ACTION ITEM: Could you set down exactly the lines in the records below between the line holding "pub mod status;" and the line holding "pub fn check_submission(game: &GameRecord, media: &[MediaKind])", inclusive?

DATA SUPPLIED:

▶

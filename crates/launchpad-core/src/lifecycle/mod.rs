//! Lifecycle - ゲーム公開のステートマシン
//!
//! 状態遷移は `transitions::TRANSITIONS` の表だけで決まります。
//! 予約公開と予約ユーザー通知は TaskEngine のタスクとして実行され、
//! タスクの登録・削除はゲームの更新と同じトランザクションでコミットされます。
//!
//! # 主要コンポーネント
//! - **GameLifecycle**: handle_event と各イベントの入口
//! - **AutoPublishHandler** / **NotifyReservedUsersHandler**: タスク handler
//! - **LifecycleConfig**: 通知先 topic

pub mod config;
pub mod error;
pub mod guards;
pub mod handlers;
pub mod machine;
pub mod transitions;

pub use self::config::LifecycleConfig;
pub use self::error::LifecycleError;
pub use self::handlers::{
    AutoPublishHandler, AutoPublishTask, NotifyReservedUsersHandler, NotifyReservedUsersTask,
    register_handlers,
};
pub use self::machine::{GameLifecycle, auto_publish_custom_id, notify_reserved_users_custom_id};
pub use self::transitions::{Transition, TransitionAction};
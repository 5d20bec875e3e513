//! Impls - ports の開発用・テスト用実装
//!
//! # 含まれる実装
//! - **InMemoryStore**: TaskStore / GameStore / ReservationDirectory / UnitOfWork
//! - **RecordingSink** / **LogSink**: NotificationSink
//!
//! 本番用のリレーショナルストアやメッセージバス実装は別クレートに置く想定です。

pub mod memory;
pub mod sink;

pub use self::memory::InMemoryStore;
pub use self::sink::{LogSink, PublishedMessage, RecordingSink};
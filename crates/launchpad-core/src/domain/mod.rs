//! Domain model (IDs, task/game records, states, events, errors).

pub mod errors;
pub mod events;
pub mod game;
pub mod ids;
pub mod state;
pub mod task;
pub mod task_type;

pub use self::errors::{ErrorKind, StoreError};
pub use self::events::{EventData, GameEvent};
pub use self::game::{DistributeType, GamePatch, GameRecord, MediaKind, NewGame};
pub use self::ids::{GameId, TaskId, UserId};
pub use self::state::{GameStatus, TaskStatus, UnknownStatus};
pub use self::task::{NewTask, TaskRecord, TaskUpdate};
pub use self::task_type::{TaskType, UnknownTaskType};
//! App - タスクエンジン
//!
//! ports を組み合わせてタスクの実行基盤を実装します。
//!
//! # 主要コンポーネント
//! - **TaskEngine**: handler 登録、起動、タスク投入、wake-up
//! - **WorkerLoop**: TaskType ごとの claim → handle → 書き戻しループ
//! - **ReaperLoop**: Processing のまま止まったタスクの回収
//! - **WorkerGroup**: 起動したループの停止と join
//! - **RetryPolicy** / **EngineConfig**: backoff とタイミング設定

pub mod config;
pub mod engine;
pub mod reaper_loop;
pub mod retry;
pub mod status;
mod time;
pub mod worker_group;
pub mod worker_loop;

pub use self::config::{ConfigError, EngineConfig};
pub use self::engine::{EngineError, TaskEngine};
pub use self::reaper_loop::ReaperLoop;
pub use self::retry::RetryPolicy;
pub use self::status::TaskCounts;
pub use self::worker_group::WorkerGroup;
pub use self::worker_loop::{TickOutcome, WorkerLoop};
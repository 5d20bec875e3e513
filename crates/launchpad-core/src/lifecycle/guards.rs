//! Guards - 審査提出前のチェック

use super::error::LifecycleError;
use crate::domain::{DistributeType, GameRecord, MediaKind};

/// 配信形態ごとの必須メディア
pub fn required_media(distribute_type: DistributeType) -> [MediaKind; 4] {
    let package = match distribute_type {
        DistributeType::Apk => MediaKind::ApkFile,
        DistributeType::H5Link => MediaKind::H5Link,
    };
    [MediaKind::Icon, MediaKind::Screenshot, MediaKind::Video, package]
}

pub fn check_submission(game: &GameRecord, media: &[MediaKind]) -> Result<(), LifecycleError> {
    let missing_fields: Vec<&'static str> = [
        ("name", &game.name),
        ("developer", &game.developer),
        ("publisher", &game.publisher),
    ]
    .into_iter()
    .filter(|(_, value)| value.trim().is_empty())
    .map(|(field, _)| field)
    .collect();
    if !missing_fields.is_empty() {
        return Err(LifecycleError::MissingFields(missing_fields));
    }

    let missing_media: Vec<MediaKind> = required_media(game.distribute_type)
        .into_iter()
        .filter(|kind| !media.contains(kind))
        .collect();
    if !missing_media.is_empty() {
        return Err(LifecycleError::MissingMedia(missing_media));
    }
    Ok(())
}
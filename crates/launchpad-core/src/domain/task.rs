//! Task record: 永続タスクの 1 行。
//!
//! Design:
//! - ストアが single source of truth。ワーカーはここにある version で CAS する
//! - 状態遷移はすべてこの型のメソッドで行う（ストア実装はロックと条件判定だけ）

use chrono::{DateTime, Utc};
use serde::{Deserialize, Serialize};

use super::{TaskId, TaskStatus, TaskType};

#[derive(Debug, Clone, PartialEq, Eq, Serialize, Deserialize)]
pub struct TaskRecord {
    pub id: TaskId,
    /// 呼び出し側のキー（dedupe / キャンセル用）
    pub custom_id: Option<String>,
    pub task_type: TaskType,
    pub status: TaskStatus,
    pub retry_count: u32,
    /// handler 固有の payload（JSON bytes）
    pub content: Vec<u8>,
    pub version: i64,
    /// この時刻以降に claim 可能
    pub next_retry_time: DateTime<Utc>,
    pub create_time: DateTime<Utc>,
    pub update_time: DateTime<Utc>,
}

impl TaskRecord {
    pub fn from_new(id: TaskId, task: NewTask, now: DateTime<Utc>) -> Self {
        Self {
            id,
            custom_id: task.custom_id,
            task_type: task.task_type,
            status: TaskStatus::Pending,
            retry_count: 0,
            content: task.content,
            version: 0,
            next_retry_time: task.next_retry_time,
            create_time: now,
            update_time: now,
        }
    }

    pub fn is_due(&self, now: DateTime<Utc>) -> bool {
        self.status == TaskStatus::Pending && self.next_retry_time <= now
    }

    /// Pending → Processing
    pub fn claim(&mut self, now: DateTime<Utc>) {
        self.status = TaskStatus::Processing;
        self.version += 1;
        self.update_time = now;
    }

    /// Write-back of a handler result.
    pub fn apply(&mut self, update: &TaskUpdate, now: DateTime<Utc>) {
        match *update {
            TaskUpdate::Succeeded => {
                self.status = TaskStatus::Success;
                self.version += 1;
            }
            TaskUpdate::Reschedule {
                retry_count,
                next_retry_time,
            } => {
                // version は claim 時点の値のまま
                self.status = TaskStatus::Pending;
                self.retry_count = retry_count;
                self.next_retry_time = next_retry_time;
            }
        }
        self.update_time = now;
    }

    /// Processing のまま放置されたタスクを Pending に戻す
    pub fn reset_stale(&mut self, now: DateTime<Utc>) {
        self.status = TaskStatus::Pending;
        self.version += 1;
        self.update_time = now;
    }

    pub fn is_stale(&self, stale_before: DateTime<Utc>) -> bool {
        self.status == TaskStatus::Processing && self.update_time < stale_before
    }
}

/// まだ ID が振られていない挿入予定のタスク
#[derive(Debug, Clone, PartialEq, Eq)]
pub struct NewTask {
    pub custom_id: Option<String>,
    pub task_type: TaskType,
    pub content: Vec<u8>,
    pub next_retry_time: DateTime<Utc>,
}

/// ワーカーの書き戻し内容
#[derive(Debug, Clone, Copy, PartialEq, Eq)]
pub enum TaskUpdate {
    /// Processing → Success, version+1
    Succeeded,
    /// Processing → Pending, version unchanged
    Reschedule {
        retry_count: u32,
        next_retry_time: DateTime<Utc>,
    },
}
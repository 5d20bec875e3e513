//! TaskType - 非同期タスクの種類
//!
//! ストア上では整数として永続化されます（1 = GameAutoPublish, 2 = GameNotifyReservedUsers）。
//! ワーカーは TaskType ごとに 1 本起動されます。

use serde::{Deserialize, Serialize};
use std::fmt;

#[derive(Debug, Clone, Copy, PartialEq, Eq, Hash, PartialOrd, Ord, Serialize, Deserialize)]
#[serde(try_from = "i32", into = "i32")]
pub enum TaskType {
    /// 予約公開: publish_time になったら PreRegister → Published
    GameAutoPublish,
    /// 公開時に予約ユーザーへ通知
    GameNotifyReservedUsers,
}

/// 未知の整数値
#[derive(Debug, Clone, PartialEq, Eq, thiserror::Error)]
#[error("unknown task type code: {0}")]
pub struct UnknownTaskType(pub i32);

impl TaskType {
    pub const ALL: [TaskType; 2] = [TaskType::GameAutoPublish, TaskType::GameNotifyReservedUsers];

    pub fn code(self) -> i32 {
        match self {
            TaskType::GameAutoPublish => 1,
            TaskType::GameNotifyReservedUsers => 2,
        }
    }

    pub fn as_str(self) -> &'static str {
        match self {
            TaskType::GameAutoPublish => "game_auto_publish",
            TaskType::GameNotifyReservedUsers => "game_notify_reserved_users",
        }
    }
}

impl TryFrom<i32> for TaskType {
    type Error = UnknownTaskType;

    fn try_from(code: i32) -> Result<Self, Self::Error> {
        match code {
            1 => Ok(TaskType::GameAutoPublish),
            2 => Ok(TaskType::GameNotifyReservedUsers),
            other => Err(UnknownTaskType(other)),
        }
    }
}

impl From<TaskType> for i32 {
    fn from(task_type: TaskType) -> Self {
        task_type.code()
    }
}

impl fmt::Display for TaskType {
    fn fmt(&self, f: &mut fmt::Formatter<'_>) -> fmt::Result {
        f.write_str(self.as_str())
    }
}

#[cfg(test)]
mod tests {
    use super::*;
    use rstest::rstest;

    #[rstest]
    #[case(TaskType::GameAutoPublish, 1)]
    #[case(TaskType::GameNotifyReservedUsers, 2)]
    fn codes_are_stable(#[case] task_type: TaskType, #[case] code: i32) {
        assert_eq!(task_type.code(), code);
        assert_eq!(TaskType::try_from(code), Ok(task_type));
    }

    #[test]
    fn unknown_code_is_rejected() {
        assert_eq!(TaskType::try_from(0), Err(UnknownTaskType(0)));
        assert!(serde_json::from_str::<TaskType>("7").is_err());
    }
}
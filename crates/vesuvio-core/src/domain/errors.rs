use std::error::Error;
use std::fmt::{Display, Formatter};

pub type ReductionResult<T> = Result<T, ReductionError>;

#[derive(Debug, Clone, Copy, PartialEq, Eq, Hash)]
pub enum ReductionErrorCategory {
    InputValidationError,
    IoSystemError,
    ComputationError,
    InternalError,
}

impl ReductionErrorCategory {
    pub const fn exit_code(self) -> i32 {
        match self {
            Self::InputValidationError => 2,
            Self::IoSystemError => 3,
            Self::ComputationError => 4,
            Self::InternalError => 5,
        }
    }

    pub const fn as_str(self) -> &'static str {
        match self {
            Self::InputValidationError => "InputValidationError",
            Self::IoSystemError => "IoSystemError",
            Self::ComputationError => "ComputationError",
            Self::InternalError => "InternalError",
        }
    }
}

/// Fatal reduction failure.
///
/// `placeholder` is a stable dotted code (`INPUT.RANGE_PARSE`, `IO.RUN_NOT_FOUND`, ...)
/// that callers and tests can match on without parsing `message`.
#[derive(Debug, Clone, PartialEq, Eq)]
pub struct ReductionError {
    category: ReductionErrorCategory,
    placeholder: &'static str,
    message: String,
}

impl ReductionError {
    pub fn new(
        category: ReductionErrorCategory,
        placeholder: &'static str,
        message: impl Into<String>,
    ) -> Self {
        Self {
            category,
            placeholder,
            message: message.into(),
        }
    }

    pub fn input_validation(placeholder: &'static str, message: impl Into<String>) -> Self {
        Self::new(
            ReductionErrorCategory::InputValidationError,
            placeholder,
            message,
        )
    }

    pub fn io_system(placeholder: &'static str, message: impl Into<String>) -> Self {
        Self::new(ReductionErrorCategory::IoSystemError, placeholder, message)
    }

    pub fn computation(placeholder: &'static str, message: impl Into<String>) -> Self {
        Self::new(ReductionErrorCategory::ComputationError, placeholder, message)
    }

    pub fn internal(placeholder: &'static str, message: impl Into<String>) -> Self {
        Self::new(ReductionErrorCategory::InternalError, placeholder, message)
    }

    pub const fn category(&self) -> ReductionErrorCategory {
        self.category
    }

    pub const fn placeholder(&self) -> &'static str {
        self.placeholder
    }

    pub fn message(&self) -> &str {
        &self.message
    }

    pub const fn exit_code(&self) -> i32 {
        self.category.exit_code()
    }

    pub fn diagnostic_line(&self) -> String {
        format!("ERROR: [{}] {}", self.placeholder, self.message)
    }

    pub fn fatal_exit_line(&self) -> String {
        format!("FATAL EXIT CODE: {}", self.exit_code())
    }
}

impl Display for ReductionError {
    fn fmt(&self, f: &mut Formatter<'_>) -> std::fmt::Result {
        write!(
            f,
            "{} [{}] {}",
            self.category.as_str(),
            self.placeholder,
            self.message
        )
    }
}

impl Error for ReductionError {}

◀

WORKED SOLUTION:
pub mod status;
mod time;
pub mod worker_group;
pub mod worker_loop;

pub use self::config::{ConfigError, EngineConfig};
pub use self::engine::{EngineError, TaskEngine};
pub use self::reaper_loop::ReaperLoop;
pub use self::retry::RetryPolicy;
pub use self::status::TaskCounts;
pub use self::worker_group::WorkerGroup;
pub use self::worker_loop::{TickOutcome, WorkerLoop};
repository 5d20bec875e3e513
filename crates/launchpad-core/src/lifecycle/guards.rs
//! Guards - 審査提出前のチェック

use super::error::LifecycleError;
use crate::domain::{DistributeType, GameRecord, MediaKind};

/// 配信形態ごとの必須メディア
pub fn required_media(distribute_type: DistributeType) -> [MediaKind; 4] {
    let package = match distribute_type {
        DistributeType::Apk => MediaKind::ApkFile,
        DistributeType::H5Link => MediaKind::H5Link,
    };
    [MediaKind::Icon, MediaKind::Screenshot, MediaKind::Video, package]
}

pub fn check_submission(game: &GameRecord, media: &[MediaKind]) -> Result<(), LifecycleError> {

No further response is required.